Just one example of what has, unfortunately, become many in the course of Israel’s strike campaign in Gaza includes the IDF’s deliberate and continued targeting within densely populated refugee camps, even while knowing that these areas have not been successfully evacuated by civilians. Such strikes demonstrate far from any level of discrimination and precision that I was expected to exercise as a U.S. targeting professional.  

I can recount watching our enemies maneuver in real time, or tracking a terrorist cell for weeks to a specific location, yet not being able to strike because we assessed that civilians were potentially within the strike radius. Although it is frustrating to be constrained from striking an enemy when we see him plainly in our sights — this is the humane way to conduct warfare. It is one of the major qualities that separates us from our enemies and, importantly, it is what the international law of armed conflict was created for.      

Since October, members of the Biden administration — including President Biden, Secretary of State Antony Blinken and Secretary of Defense Lloyd Austin — have repeatedly spoken against Israel’s strike campaign, acknowledging the devastating scale of civilian loss in Gaza. Yet the administration has, thus far, failed to effect any meaningful change on the part of Israel’s strike operations, and continues to send arms and munitions. Israel is the top recipient of U.S. foreign military aid, receiving $3.3 billion annually, including the supply of air-to-ground munitions used in their strike campaign.  
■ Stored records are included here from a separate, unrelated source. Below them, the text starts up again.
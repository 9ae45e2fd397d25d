pub(crate) mod detect;
pub(crate) mod resolver;
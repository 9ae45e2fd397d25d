use std::path::Path;

use crate::foundation::error::{SpriteError, SpriteResult};
use crate::grid::resolver::GridHints;
use crate::media::sampler::SampleConfig;
use crate::segment::dispatch::DispatchOpts;
use crate::segment::model::ModelId;

/// What to do with frames whose segmentation failed.
#[derive(Clone, Copy, Debug, Default, PartialEq, Eq, serde::Serialize, serde::Deserialize)]
#[serde(rename_all = "snake_case")]
pub enum FailurePolicy {
    /// Keep the original frame in the assembled sheet and report the failure.
    #[default]
    FallbackToOriginal,
    /// Fail the job with [`SpriteError::FramesFailed`].
    Strict,
}

/// Everything a pipeline job can be tuned with.
#[derive(Clone, Debug, PartialEq, serde::Serialize, serde::Deserialize)]
#[serde(default)]
pub struct PipelineConfig {
    /// Sheet grid hints.
    pub grid: GridHints,
    /// Video sampling settings.
    pub sample: SampleConfig,
    /// Model for single-model flows.
    pub model: ModelId,
    /// Models for comparison flows, in report order.
    pub models: Vec<ModelId>,
    /// Handling of per-frame failures.
    pub failure_policy: FailurePolicy,
    /// Worker count and per-call timeout.
    pub dispatch: DispatchOpts,
}

impl Default for PipelineConfig {
    fn default() -> Self {
        Self {
            grid: GridHints::default(),
            sample: SampleConfig::default(),
            model: ModelId::DEFAULT,
            models: ModelId::ALL.to_vec(),
            failure_policy: FailurePolicy::default(),
            dispatch: DispatchOpts::default(),
        }
    }
}

impl PipelineConfig {
    /// Parse a JSON document; absent fields take their defaults.
    pub fn from_json_str(s: &str) -> SpriteResult<Self> {
        let cfg: Self = serde_json::from_str(s)
            .map_err(|e| SpriteError::validation(format!("invalid pipeline config: {e}")))?;
        cfg.validate()?;
        Ok(cfg)
    }

    /// Read and parse a JSON config file.
    pub fn from_json_file(path: &Path) -> SpriteResult<Self> {
        use anyhow::Context as _;
        let text = std::fs::read_to_string(path)
            .with_context(|| format!("failed to read config '{}'", path.display()))?;
        Self::from_json_str(&text)
    }

    /// Check every section.
    pub fn validate(&self) -> SpriteResult<()> {
        self.sample.validate()?;
        self.dispatch.validate()?;
        if self.models.is_empty() {
            return Err(SpriteError::validation("models must not be empty"));
        }
        for (i, m) in self.models.iter().enumerate() {
            if self.models[..i].contains(m) {
                return Err(SpriteError::validation(format!(
                    "model '{m}' is listed more than once"
                )));
            }
        }
        Ok(())
    }
}

#[cfg(test)]
#[path = "../../tests/unit/pipeline/config.rs"]
mod tests;
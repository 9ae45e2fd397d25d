use std::io::Cursor;

use super::*;

#[test]
fn png_roundtrip_preserves_alpha() {
    let mut img = RgbaImage::new(2, 1);
    img.put_pixel(0, 0, image::Rgba([10, 20, 30, 0]));
    img.put_pixel(1, 0, image::Rgba([100, 50, 200, 128]));

    let png = encode_png(&img).unwrap();
    assert_eq!(image_dimensions(&png).unwrap(), (2, 1));

    let back = decode_rgba(&png).unwrap();
    assert_eq!(back, img);
}

#[test]
fn rgb_sources_decode_opaque() {
    let rgb = image::RgbImage::from_pixel(3, 2, image::Rgb([1, 2, 3]));
    let mut buf = Vec::new();
    image::DynamicImage::ImageRgb8(rgb)
        .write_to(&mut Cursor::new(&mut buf), image::ImageFormat::Png)
        .unwrap();

    let img = decode_rgba(&buf).unwrap();
    assert_eq!(img.dimensions(), (3, 2));
    assert!(img.pixels().all(|p| p.0 == [1, 2, 3, 255]));
}

#[test]
fn garbage_and_empty_bytes_are_decode_errors() {
    assert!(matches!(decode_rgba(b""), Err(SpriteError::Decode(_))));
    assert!(matches!(
        decode_rgba(b"definitely not an image"),
        Err(SpriteError::Decode(_))
    ));
}

#[test]
fn gif_signature_sniffing() {
    assert!(is_gif(b"GIF89a......"));
    assert!(is_gif(b"GIF87a"));
    assert!(!is_gif(b"\x89PNG\r\n"));
}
This is a conversation that must be had, as our actions demonstrate that we are complicit in the massive civilian toll in Gaza. And this carries strategic, legal and moral considerations. 

In my career hunting America’s enemies with airstrikes, it was my job to be calculated and precise in targeting our enemies while being compassionate and vigilant in safeguarding the civilian populace. We can stand by Israel’s right to defend its homeland, and the necessity to defeat Hamas, while also doing far more to influence change in its targeting and strike operations in Gaza.  

A call for the humanitarian revision of the military actions of Israel is no more antisemitic than valuing Palestinian civilian lives is pro-Hamas. This overriding rhetoric is the definition of logical fallacy, and only blinds us.  

Wes J. Bryant is a retired master sergeant and former special operations joint terminal attack controller (JTAC) in the elite special warfare branch of the U.S. Air Force. He is coauthor of the book “Hunting the Caliphate: America’s War on ISIS and the Dawn of the Strike Cell.”